Арсений, не менявший своих взглядов, не мог молчать в такой обстановке. Он, как и раньше, твердо стоял за самостоятельность церкви и неприкосновенность ее владений. Видя, как приехавшие гвардейские офицеры описывают имущество его епархии, он послал в Синод протест, где писал, что даже татарские ханы почитали имущество церкви, а теперь власть действует хуже «иностранных неприятелей». В итоге с началом секуляризации Арсений оказался единственным из всех церковных иерархов, кто открыто выступил против реформы.
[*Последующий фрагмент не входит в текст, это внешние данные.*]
impl SessionShared {
    fn link(&self) -> MutexGuard<'_, Link> {
        lock(&self.link)
    }

    fn is_closing(&self) -> bool {
        *lock(&self.closing)
    }

    /// Sleep for `delay` unless the session starts closing. Returns `true` if
    /// it did.
    fn sleep_unless_closing(&self, delay: Duration) -> bool {
        let closing = lock(&self.closing);
        let (closing, _) = self
            .closing_signal
            .wait_timeout_while(closing, delay, |closing| !*closing)
            .unwrap_or_else(PoisonError::into_inner);
        *closing
    }

    fn current_connection(&self) -> Option<Arc<Connection>> {
        match &*self.link() {
            Link::Up(conn) => Some(Arc::clone(conn)),
            _ => None,
        }
    }

    /// Queue a request for the writer; any failure resolves the call instead
    /// of returning.
    fn transmit(&self, conn: &Connection, envelope: Envelope) {
        let call_id = envelope.call_id;
        let err = match conn.send(envelope) {
            Ok(()) => return,
            Err(err @ (CourierError::Frame(FrameError::FrameTooLarge { .. })
            | CourierError::Overloaded(_))) => err,
            Err(err) => {
                debug!(connection_id = conn.id(), call_id, error = %err, "connection writer is gone");
                CourierError::ConnectionLost
            }
        };
        conn.untrack(call_id);
        self.table.resolve(call_id, Err(err));
    }
}

/// Handle to a call issued with [`Session::start_call`].
#[derive(Debug)]
pub struct PendingReply {
    slot: CompletionSlot,
}

impl PendingReply {
    pub fn call_id(&self) -> u64 {
        self.slot.call_id()
    }

    /// Block until the call resolves.
    pub fn wait(self) -> Result<Bytes> {
        self.slot.wait()
    }

    /// The outcome, if the call already resolved.
    pub fn try_take(&self) -> Option<Result<Bytes>> {
        self.slot.try_take()
    }
}

/// A client connection to one daemon endpoint.
///
/// `Session` is `Sync`; share it behind an `Arc` to issue calls from many
/// threads. Dropping it closes it.
pub struct Session {
    shared: Arc<SessionShared>,
    threads: Mutex<Vec<JoinHandle<()>>>,
    stop_reaper: Mutex<Option<mpsc::Sender<()>>>,
}
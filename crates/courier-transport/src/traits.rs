use std::io::{Read, Write};
use std::net::Shutdown;
use std::time::Duration;

use crate::error::Result;

/// A connected IPC stream: implements Read + Write.
///
/// This is the fundamental I/O type returned by transport operations.
/// On Unix, this wraps a Unix domain socket stream.
pub struct IpcStream {
    inner: IpcStreamInner,
}

enum IpcStreamInner {
    #[cfg(unix)]
    Unix(std::os::unix::net::UnixStream),
}

impl Read for IpcStream {
    fn read(&mut self, buf: &mut [u8]) -> std::io::Result<usize> {
        match &mut self.inner {
            #[cfg(unix)]
            IpcStreamInner::Unix(stream) => stream.read(buf),
        }
    }
}

impl Write for IpcStream {
    fn write(&mut self, buf: &[u8]) -> std::io::Result<usize> {
        match &mut self.inner {
            #[cfg(unix)]
            IpcStreamInner::Unix(stream) => stream.write(buf),
        }
    }

    fn flush(&mut self) -> std::io::Result<()> {
        match &mut self.inner {
            #[cfg(unix)]
            IpcStreamInner::Unix(stream) => stream.flush(),
        }
    }
}

impl IpcStream {
    /// Create an IpcStream from a Unix domain socket stream.
    #[cfg(unix)]
    pub(crate) fn from_unix(stream: std::os::unix::net::UnixStream) -> Self {
        Self {
            inner: IpcStreamInner::Unix(stream),
        }
    }

    /// Create a connected pair of anonymous streams.
    #[cfg(unix)]
    pub fn pair() -> Result<(Self, Self)> {
        let (left, right) = std::os::unix::net::UnixStream::pair()?;
        Ok((Self::from_unix(left), Self::from_unix(right)))
    }

    /// Set read timeout on the underlying stream.
    pub fn set_read_timeout(&self, timeout: Option<Duration>) -> Result<()> {
        match &self.inner {
            #[cfg(unix)]
            IpcStreamInner::Unix(stream) => stream.set_read_timeout(timeout).map_err(Into::into),
        }
    }

    /// Set write timeout on the underlying stream.
    pub fn set_write_timeout(&self, timeout: Option<Duration>) -> Result<()> {
        match &self.inner {
            #[cfg(unix)]
            IpcStreamInner::Unix(stream) => stream.set_write_timeout(timeout).map_err(Into::into),
        }
    }

    /// Shut down one or both halves of the stream.
    ///
    /// Every clone of the stream observes the shutdown, which is how a blocked
    /// reader on another thread is woken up. Shutting down an already
    /// disconnected stream is not an error.
    pub fn shutdown(&self, how: Shutdown) -> Result<()> {
        let result = match &self.inner {
            #[cfg(unix)]
            IpcStreamInner::Unix(stream) => stream.shutdown(how),
        };
        match result {
            Ok(()) => Ok(()),
            Err(err) if err.kind() == std::io::ErrorKind::NotConnected => Ok(()),
            Err(err) => Err(err.into()),
        }
    }

    /// Try to clone this stream (creates a new file descriptor).
    pub fn try_clone(&self) -> Result<Self> {
        match &self.inner {
            #[cfg(unix)]
            IpcStreamInner::Unix(stream) => {
                let cloned = stream.try_clone()?;
                Ok(Self::from_unix(cloned))
            }
        }
    }

    /// Get the credentials of the connected peer (Linux only).
    ///
    /// Returns `(uid, gid, pid)` via `SO_PEERCRED`, or `None` if unavailable.
    #[cfg(target_os = "linux")]
    pub fn peer_credentials(&self) -> Option<(u32, u32, u32)> {
        use std::os::fd::AsRawFd;

        let fd = match &self.inner {
            IpcStreamInner::Unix(stream) => stream.as_raw_fd(),
        };

        let mut cred = libc::ucred {
            pid: 0,
            uid: 0,
            gid: 0,
        };
        let mut len = std::mem::size_of::<libc::ucred>() as libc::socklen_t;

        // SAFETY: `cred` and `len` are valid writable pointers for the provided sizes,
        // and `fd` is an open Unix socket descriptor owned by this process.
        let rc = unsafe {
            libc::getsockopt(
                fd,
                libc::SOL_SOCKET,
                libc::SO_PEERCRED,
                (&mut cred as *mut libc::ucred).cast::<libc::c_void>(),
                &mut len,
            )
        };

        if rc == 0 && len as usize == std::mem::size_of::<libc::ucred>() {
            Some((cred.uid, cred.gid, cred.pid as u32))
        } else {
            None
        }
    }

    /// Get the credentials of the connected peer.
    ///
    /// Returns `None` on platforms that do not expose peer credentials.
    #[cfg(not(target_os = "linux"))]
    pub fn peer_credentials(&self) -> Option<(u32, u32, u32)> {
        None
    }
}

impl std::fmt::Debug for IpcStream {
    fn fmt(&self, f: &mut std::fmt::Formatter<'_>) -> std::fmt::Result {
        match &self.inner {
            #[cfg(unix)]
            IpcStreamInner::Unix(_) => f.debug_struct("IpcStream").field("type", &"unix").finish(),
        }
    }
}

#[cfg(all(test, unix))]
mod tests {
    use super::*;

    #[test]
    fn shutdown_wakes_blocked_reader_clone() {
        let (left, _right) = IpcStream::pair().unwrap();
        let mut reader = left.try_clone().unwrap();

        let handle = std::thread::spawn(move || {
            let mut buf = [0u8; 8];
            reader.read(&mut buf).unwrap()
        });

        std::thread::sleep(Duration::from_millis(20));
        left.shutdown(Shutdown::Both).unwrap();

        assert_eq!(handle.join().unwrap(), 0);
    }

    #[test]
    fn shutdown_twice_is_not_an_error() {
        let (left, right) = IpcStream::pair().unwrap();
        drop(right);
        left.shutdown(Shutdown::Both).unwrap();
        left.shutdown(Shutdown::Both).unwrap();
    }

    #[test]
    #[cfg(target_os = "linux")]
    fn peer_credentials_report_own_process() {
        let (left, _right) = IpcStream::pair().unwrap();
        let (_, _, pid) = left.peer_credentials().expect("credentials on linux");
        assert_eq!(pid, std::process::id());
    }
}
use std::io::ErrorKind;
use std::os::unix::fs::{FileTypeExt, MetadataExt, PermissionsExt};
use std::os::unix::net::{UnixListener, UnixStream};
use std::path::{Path, PathBuf};

use tracing::{debug, info};

use crate::error::{Result, TransportError};
use crate::traits::IpcStream;

/// Unix domain socket endpoint.
///
/// The daemon side binds a filesystem path and accepts connections; clients
/// connect to the same path. The socket file is removed on `Drop` as long as
/// it is still the one this listener created.
pub struct UnixDomainSocket {
    listener: UnixListener,
    path: PathBuf,
    created_inode: Option<(u64, u64)>,
}

impl UnixDomainSocket {
    /// Default permission mode for created socket paths.
    pub const DEFAULT_SOCKET_MODE: u32 = 0o600;
    /// Maximum socket path length.
    /// Unix `sockaddr_un.sun_path` is typically 108 bytes on Linux, 104 on macOS.
    #[cfg(target_os = "linux")]
    const MAX_PATH_LEN: usize = 108;
    #[cfg(target_os = "macos")]
    const MAX_PATH_LEN: usize = 104;
    #[cfg(not(any(target_os = "linux", target_os = "macos")))]
    const MAX_PATH_LEN: usize = 104;

    /// Bind and listen on a filesystem-path Unix domain socket.
    ///
    /// A stale socket file left behind by a dead daemon is removed first. If a
    /// live daemon still answers on the path, binding fails with
    /// [`TransportError::AddressInUse`].
    pub fn bind(path: impl AsRef<Path>) -> Result<Self> {
        Self::bind_with_mode(path, Self::DEFAULT_SOCKET_MODE)
    }

    /// Bind and listen on a filesystem-path Unix domain socket with explicit mode.
    pub fn bind_with_mode(path: impl AsRef<Path>, mode: u32) -> Result<Self> {
        let path = path.as_ref().to_path_buf();

        let path_bytes = path.as_os_str().len();
        if path_bytes >= Self::MAX_PATH_LEN {
            return Err(TransportError::PathTooLong {
                path,
                len: path_bytes,
                max: Self::MAX_PATH_LEN,
            });
        }

        // Never remove non-socket files, and never steal a live daemon's path.
        if let Ok(metadata) = std::fs::symlink_metadata(&path) {
            if !metadata.file_type().is_socket() {
                return Err(TransportError::Bind {
                    path: path.clone(),
                    source: std::io::Error::new(
                        ErrorKind::AlreadyExists,
                        "existing path is not a unix socket",
                    ),
                });
            }
            if UnixStream::connect(&path).is_ok() {
                return Err(TransportError::AddressInUse { path });
            }
            debug!(?path, "removing stale socket");
            std::fs::remove_file(&path).map_err(|e| TransportError::Bind {
                path: path.clone(),
                source: e,
            })?;
        }

        let listener = UnixListener::bind(&path).map_err(|e| {
            if e.kind() == ErrorKind::AddrInUse {
                TransportError::AddressInUse { path: path.clone() }
            } else {
                TransportError::Bind {
                    path: path.clone(),
                    source: e,
                }
            }
        })?;

        std::fs::set_permissions(&path, std::fs::Permissions::from_mode(mode)).map_err(|e| {
            TransportError::Bind {
                path: path.clone(),
                source: e,
            }
        })?;
        let created_metadata =
            std::fs::symlink_metadata(&path).map_err(|e| TransportError::Bind {
                path: path.clone(),
                source: e,
            })?;
        let created_inode = Some((created_metadata.dev(), created_metadata.ino()));

        info!(?path, "listening on unix domain socket");

        Ok(Self {
            listener,
            path,
            created_inode,
        })
    }

    /// Accept an incoming connection (blocking).
    pub fn accept(&self) -> Result<IpcStream> {
        let (stream, _addr) = self.listener.accept().map_err(TransportError::Accept)?;
        debug!("accepted connection");
        Ok(IpcStream::from_unix(stream))
    }

    /// Connect to a listening Unix domain socket (blocking).
    pub fn connect(path: impl AsRef<Path>) -> Result<IpcStream> {
        let path = path.as_ref();
        let stream = UnixStream::connect(path).map_err(|e| TransportError::Connect {
            path: path.to_path_buf(),
            source: e,
        })?;
        debug!(?path, "connected to unix domain socket");
        Ok(IpcStream::from_unix(stream))
    }

    /// The path this socket is bound to.
    pub fn path(&self) -> &Path {
        &self.path
    }
}

impl Drop for UnixDomainSocket {
    fn drop(&mut self) {
        if let Some((expected_dev, expected_ino)) = self.created_inode {
            if let Ok(metadata) = std::fs::symlink_metadata(&self.path) {
                if metadata.file_type().is_socket()
                    && metadata.dev() == expected_dev
                    && metadata.ino() == expected_ino
                {
                    debug!(path = ?self.path, "cleaning up socket file");
                    let _ = std::fs::remove_file(&self.path);
                } else {
                    debug!(
                        path = ?self.path,
                        "socket path identity changed; skipping cleanup"
                    );
                }
            }
        }
    }
}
Екатерина II крайне болезненно восприняла протесты Арсения, сочтя их вызовом лично ей, самодержице. В 1763 году Арсений был арестован и ему был устроен допрос в присутствии императрицы. И это окончательно решило его судьбу. Он, как всегда, вел себя дерзко, вызывающе, и в какой-то момент императрица в гневе вскочила, зажала уши, а Арсению «закляпили рот» и поволокли в тюрьму. Синод единогласно лишил Арсения сана и сослал его в дальний монастырь как простого чернеца. В архангельском Николо-Корельском монастыре Арсения поместили в каземат. Он вызывал уважение своим аскетическим, праведным образом жизни даже у солдат охраны, которые видели, как старец сам носил воду и колол дрова. И тут он был верен себе: сурово укорял монахов в беспробудном пьянстве. Они написали донос, и в 1768 году Арсения расстригли и тайно, «в мужичьем платье», отвезли в Ревельскую крепость. Там поначалу он пользовался некоторой свободой – его водили в церковь, разрешали прогулки. Но потом условия заточения резко ужесточили. В присланной инструкции говорилось об Арсении как о «некотором мужике Андрее Бродягине». Потом Екатерина «переименовала» Бродягина во «Враля».
С тех пор по всем документам он проходил под позорным именем «Андрея Враля».
Зная талант Арсения-проповедника, императрица предписала, чтобы солдаты «остерегалися с ним болтать, ибо сей человек великий лицемер и легко их может привести к несчастию, а всего б лучше, чтоб оные караульные не знали русского языка…» и держали наготове кляп, чтобы заткнуть ему рот. Опасения властей были так велики, что ни охрана из немцев, ни кляп не казались надежным способом заставить Арсения молчать. Он был «заложен», то есть замурован в каземате, и еду ему подавали на веревке. Но как бывало не раз, слава затворника поневоле росла сама собой. По стране расходились приписываемые ему предсказания, в нем видели невинного страдальца, что признавала сама Екатерина II: «Народ его очень почитает исстари и привык считать его святым, а он больше ничего как превеликий плут и лицемер». Между тем именно гонения властей, заточение делали из него мученика.
Но, как бы то ни было, в толще стены таллинского Вышгорода, в замурованной камере, Арсений принял истинное мученичество, там он и скончался в 1772 году. С тех пор среди церковников не было ни одного мужественного пастыря, который бы возвысил голос в защиту церкви. В 2000 году Арсений был канонизирован как священномученик.